Wie es der Name erahnen lässt, ist die Prestige Cuvée des Hauses ein reinsortiger Chardonnay und aufgrund dessen immer ein Garant für Frische, Glanz und für ein Strahlen im Glas und am Gaumen. Passend zum Jahrgang 2007 ist dies nach 1983, 1985, 1990, 1995, 2004 und 2006 erst der siebte Blanc des Millénaires in der Geschichte des Hauses und dabei der erste, der in der neuen – wie ich finde – sehr extravaganten und hauseigenen Flaschenform “Crayeres” daherkommt.
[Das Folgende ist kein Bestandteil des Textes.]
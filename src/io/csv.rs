//! CSV adapters for datasets and joined rows.
//!
//! This module provides:
//! - **Dataset reading**: [`read_dataset`] (header taken from the file) and
//!   [`read_projected`] (a fixed expected column set, matched leniently)
//! - **Writers**: [`write_records`] and [`write_joined`]
//!
//! # Design notes
//! - The header is the first row with any non-blank cell; leading blank rows
//!   are skipped.
//! - Rows are read as ragged records, so a short row simply yields empty
//!   trailing fields.
//! - Empty cells become `None`; writers emit `None` as an empty cell.

use crate::join::JoinedRow;
use crate::record::{Dataset, Record};
use anyhow::{Context, Result};
use csv::{ReaderBuilder, StringRecord, WriterBuilder};
use std::collections::HashMap;
use std::fs::{File, create_dir_all};
use std::path::Path;

fn cell(value: &str) -> Option<String> {
    let v = value.trim();
    if v.is_empty() { None } else { Some(v.to_string()) }
}

fn is_blank_row(row: &StringRecord) -> bool {
    row.iter().all(|c| c.trim().is_empty())
}

fn dataset_name(path: &Path) -> String {
    path.file_name()
        .map_or_else(|| path.display().to_string(), |n| n.to_string_lossy().into_owned())
}

/// Header row and data rows of a CSV file, blank rows dropped.
fn read_rows(path: &Path) -> Result<Option<(StringRecord, Vec<StringRecord>)>> {
    let f = File::open(path).with_context(|| format!("open {}", path.display()))?;
    let mut rdr = ReaderBuilder::new()
        .has_headers(false)
        .flexible(true)
        .from_reader(f);
    let mut header: Option<StringRecord> = None;
    let mut rows = Vec::new();
    for (i, rec) in rdr.records().enumerate() {
        let rec = rec.with_context(|| format!("parse CSV record #{}", i + 1))?;
        if is_blank_row(&rec) {
            continue;
        }
        if header.is_none() {
            header = Some(rec);
        } else {
            rows.push(rec);
        }
    }
    Ok(header.map(|h| (h, rows)))
}

/// Read a CSV file into a [`Dataset`] using the file's own header.
///
/// Records are padded or truncated to the header width. A file with no
/// non-blank row yields an empty dataset with an empty header.
///
/// # Errors
/// Returns an error if the file cannot be opened or parsed as CSV.
pub fn read_dataset(path: impl AsRef<Path>) -> Result<Dataset> {
    let path = path.as_ref();
    let mut dataset = Dataset::new(dataset_name(path), Vec::new());
    let Some((header, rows)) = read_rows(path)? else {
        return Ok(dataset);
    };
    dataset.header = header.iter().map(|h| h.trim().to_string()).collect();
    let width = dataset.header.len();
    for row in rows {
        let mut fields: Vec<Option<String>> = row.iter().take(width).map(cell).collect();
        fields.resize(width, None);
        dataset.push(Record(fields));
    }
    Ok(dataset)
}

/// Read only the `expected` columns of a CSV file, in `expected` order.
///
/// Column names are matched case-insensitively after trimming. Missing columns
/// are filled empty (and logged); rows empty in every expected column are
/// skipped. The returned dataset's header is `expected`.
///
/// # Errors
/// Returns an error if the file cannot be opened or parsed as CSV.
pub fn read_projected(path: impl AsRef<Path>, expected: &[&str]) -> Result<Dataset> {
    let path = path.as_ref();
    let header_out: Vec<String> = expected.iter().map(|s| s.to_string()).collect();
    let mut dataset = Dataset::new(dataset_name(path), header_out);
    let Some((header, rows)) = read_rows(path)? else {
        return Ok(dataset);
    };
    let by_name: HashMap<String, usize> = header
        .iter()
        .enumerate()
        .filter(|(_, h)| !h.trim().is_empty())
        .map(|(i, h)| (h.trim().to_uppercase(), i))
        .collect();
    let picks: Vec<Option<usize>> = expected
        .iter()
        .map(|e| by_name.get(&e.to_uppercase()).copied())
        .collect();
    let missing: Vec<&str> = expected
        .iter()
        .zip(&picks)
        .filter(|(_, p)| p.is_none())
        .map(|(e, _)| *e)
        .collect();
    if !missing.is_empty() {
        tracing::warn!(file = %dataset.name, ?missing, "columns missing, filling empty");
    }
    for row in rows {
        let record = Record(
            picks
                .iter()
                .map(|p| p.and_then(|i| row.get(i)).and_then(cell))
                .collect(),
        );
        if !record.is_blank() {
            dataset.push(record);
        }
    }
    Ok(dataset)
}

fn writer_for(path: &Path) -> Result<csv::Writer<File>> {
    if let Some(parent) = path.parent()
        && !parent.as_os_str().is_empty()
    {
        create_dir_all(parent).with_context(|| format!("mkdir -p {}", parent.display()))?;
    }
    let f = File::create(path).with_context(|| format!("create {}", path.display()))?;
    Ok(WriterBuilder::new().flexible(true).from_writer(f))
}

fn write_all<'a, I>(path: &Path, header: &[String], rows: I) -> Result<usize>
where
    I: IntoIterator<Item = Vec<Option<&'a str>>>,
{
    let mut wtr = writer_for(path)?;
    wtr.write_record(header)
        .with_context(|| format!("write header to {}", path.display()))?;
    let mut n = 0usize;
    for row in rows {
        n += 1;
        wtr.write_record(row.iter().map(|c| c.unwrap_or("")))
            .with_context(|| format!("serialize CSV row #{n}"))?;
    }
    wtr.flush()?;
    Ok(n)
}

/// Write `header` then `records`.
///
/// # Returns
/// The number of data rows written.
///
/// # Errors
/// Returns an error if the file/dirs cannot be created or a row fails to write.
pub fn write_records(path: impl AsRef<Path>, header: &[String], records: &[Record]) -> Result<usize> {
    write_all(
        path.as_ref(),
        header,
        records
            .iter()
            .map(|r| r.0.iter().map(Option::as_deref).collect()),
    )
}

/// Write `header` then every joined row, left block first.
///
/// # Errors
/// Returns an error if the file/dirs cannot be created or a row fails to write.
pub fn write_joined(path: impl AsRef<Path>, header: &[String], rows: &[JoinedRow]) -> Result<usize> {
    write_all(path.as_ref(), header, rows.iter().map(JoinedRow::cells))
}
Diese Charles-like Flaschenform ist einem Durchgang in Crayères-Keller Nr. 9 nachempfunden, dessen Umrisse einer Flaschenform ähneln.
Sprechen wir von 100% Chardonnay, sprechen wir hier von den absoluten Top-Lagen für die weiße Rebsorte der Champagne: vier Grand Crus mit Oger, Mesnil-sur-Oger, Avize und Cramant und eine Premier Cru mit Vertus.
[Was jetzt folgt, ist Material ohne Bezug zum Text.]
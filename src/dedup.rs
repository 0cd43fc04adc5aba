//! Streaming, order-preserving deduplication.
//!
//! [`Deduplicator`] is an explicit state object scoped to one run: create it,
//! feed it tokens, then [`finish`](Deduplicator::finish) it to obtain the unique
//! keys in first-seen order together with the number of discarded duplicates.
//! Nothing survives between runs.
//!
//! Tokens are compared by their [`normalize`]d form; tokens that normalize to
//! the empty string are dropped without being counted as duplicates.

use crate::normalize::normalize;
use crate::progress::{NoProgress, ProgressObserver};
use crate::record::Record;
use serde::{Deserialize, Serialize};
use std::collections::HashSet;

/// What happened to a single pushed token.
#[derive(Clone, Copy, Debug, PartialEq, Eq)]
pub enum Admission {
    /// First occurrence; appended to the output.
    New,
    /// Already seen; counted and discarded.
    Duplicate,
    /// Normalized to nothing; ignored.
    Empty,
}

/// Result of a deduplication run.
#[derive(Clone, Debug, Default, PartialEq, Eq, Serialize, Deserialize)]
pub struct DedupOutcome {
    /// Unique normalized keys in order of first occurrence.
    pub keys: Vec<String>,
    /// Number of non-empty tokens discarded as repeats.
    pub duplicates: usize,
}

impl DedupOutcome {
    /// Count of tokens with a non-empty normalized key.
    #[must_use]
    pub fn admitted(&self) -> usize {
        self.keys.len() + self.duplicates
    }
}

/// Single-pass unique-set builder.
#[derive(Debug, Default)]
pub struct Deduplicator {
    seen: HashSet<String>,
    keys: Vec<String>,
    duplicates: usize,
}

impl Deduplicator {
    #[must_use]
    pub fn new() -> Self {
        Self::default()
    }

    /// Normalize and admit one token.
    pub fn push(&mut self, token: &str) -> Admission {
        let key = normalize(token);
        if key.is_empty() {
            return Admission::Empty;
        }
        if self.seen.contains(&key) {
            self.duplicates += 1;
            return Admission::Duplicate;
        }
        self.seen.insert(key.clone());
        self.keys.push(key);
        Admission::New
    }

    #[must_use]
    pub fn unique_count(&self) -> usize {
        self.keys.len()
    }

    #[must_use]
    pub fn duplicates(&self) -> usize {
        self.duplicates
    }

    #[must_use]
    pub fn finish(self) -> DedupOutcome {
        DedupOutcome {
            keys: self.keys,
            duplicates: self.duplicates,
        }
    }
}

/// Deduplicate a finite token stream.
///
/// # Example
/// ```
/// use ironjoin::dedup_tokens;
///
/// let out = dedup_tokens(["a b", "ab", " ", "c", "ab"]);
/// assert_eq!(out.keys, vec!["ab", "c"]);
/// assert_eq!(out.duplicates, 2);
/// ```
pub fn dedup_tokens<I, S>(tokens: I) -> DedupOutcome
where
    I: IntoIterator<Item = S>,
    S: AsRef<str>,
{
    dedup_tokens_with_progress(tokens, None, &mut NoProgress)
}

/// Same as [`dedup_tokens`], reporting every consumed token to `observer`.
///
/// `total` is the expected input length if the caller knows it.
pub fn dedup_tokens_with_progress<I, S>(
    tokens: I,
    total: Option<usize>,
    observer: &mut dyn ProgressObserver,
) -> DedupOutcome
where
    I: IntoIterator<Item = S>,
    S: AsRef<str>,
{
    let mut dedup = Deduplicator::new();
    let mut consumed = 0usize;
    for token in tokens {
        dedup.push(token.as_ref());
        consumed += 1;
        observer.on_progress(consumed, total);
    }
    observer.on_finish(consumed);
    tracing::debug!(
        consumed,
        unique = dedup.unique_count(),
        duplicates = dedup.duplicates(),
        "deduplicated tokens"
    );
    dedup.finish()
}

/// Streaming remover of records identical in every field.
///
/// An absent field compares equal to an empty one. Only the first occurrence
/// of each record is kept; repeats are counted and dropped on arrival.
#[derive(Debug, Default)]
pub struct RowDeduplicator {
    seen: HashSet<Vec<String>>,
    rows: Vec<Record>,
    removed: usize,
}

impl RowDeduplicator {
    #[must_use]
    pub fn new() -> Self {
        Self::default()
    }

    /// Keep `record` unless an identical one was pushed before.
    pub fn push(&mut self, record: Record) -> Admission {
        let key: Vec<String> = record.identity().into_iter().map(str::to_string).collect();
        if self.seen.insert(key) {
            self.rows.push(record);
            Admission::New
        } else {
            self.removed += 1;
            Admission::Duplicate
        }
    }

    #[must_use]
    pub fn len(&self) -> usize {
        self.rows.len()
    }

    #[must_use]
    pub fn is_empty(&self) -> bool {
        self.rows.is_empty()
    }

    #[must_use]
    pub fn removed(&self) -> usize {
        self.removed
    }

    /// Kept records in first-seen order and the number removed.
    #[must_use]
    pub fn finish(self) -> (Vec<Record>, usize) {
        (self.rows, self.removed)
    }
}

/// Remove records identical in every field, keeping first occurrences.
///
/// An absent field compares equal to an empty one. Returns the unique records
/// and the number removed.
#[must_use]
pub fn dedup_rows<I>(records: I) -> (Vec<Record>, usize)
where
    I: IntoIterator<Item = Record>,
{
    let mut rows = RowDeduplicator::new();
    for record in records {
        rows.push(record);
    }
    rows.finish()
}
Dabei übernimmt jede von ihnen eine eigene Rolle und haucht dem Blanc des Millénaires seine Komplexität und Individualität ein: Oger für die Textur, Mesnil-sur-Oger für die Ausgewogenheit, Avize für eine besonders kraftvolle Mineralität, Cramant für die Vielschichtigkeit und Vertus für die Frische und floralen Noten.
Das eher kühle und von schlechtem Wetter geprägte Jahr 2007 mag den ein oder anderen abschrecken. Für die Herstellung eines reines Chardonnay-Meisterwerks sind diese Bedingungen jedoch alles andere als schlecht. Die Trauben haben es trotzdem zu voller Reife gebracht und dabei eine Säurestruktur, die ein besonders langes Reifepotential für den 2007er Blanc des Millénaires erahnen und erschmecken lassen.
Wie eigentlich immer, wenn man einen neuen Blanc de Millenaires-Jahrgang verkostet, kommt man schnell zum Schluss wie jung, wie frisch, ja wie erfrischend das Ganze ist.
Im Glas in blassem Gelbgold füllt sich die erste Nase mit einer Marriage aus knackig-spritziger Zitrusfrucht von Zitrone und Grapefruit und dezenten, aber präsenten Noten von Rauch und Röstaromen. Schwenkt man ein- oder zweimal, gesellt sich Salzkaramell hinzu, das sich auch im Anschluss neben der Grapefruit ganz subtil am Gaumen wiederfindet. Der Gaumen ist cremig und dennoch sehr präzise und mit der typischen Côte des Blancs-Mineralität – herrlich salzig und facettenreich. Das Finish ist lang und von Zitrusfrucht, Rauch und Salz geprägt. Dieser Blanc des Millénaires kann noch gut und gerne 25, wenn nicht gar 30 Jahre im gut temperierten Weinkeller verweilen und wird sich in den nächsten Jahren wunderbar entwickeln. Ein Must Try!
Ich durfte den neuen Blanc des Millénaires Jahrgang auf dem Rücksitz des Bentley Continanetal GT Speed verkosten. Ein absolut würdiges Ambiente – genau wie Champagne Charles Heidsieck steht Bentley für Handwerkskunst und Manufakturarbeit auf höchstem Niveau – immer ein bisschen Understatement und doch absolute Performance. The perfect Match!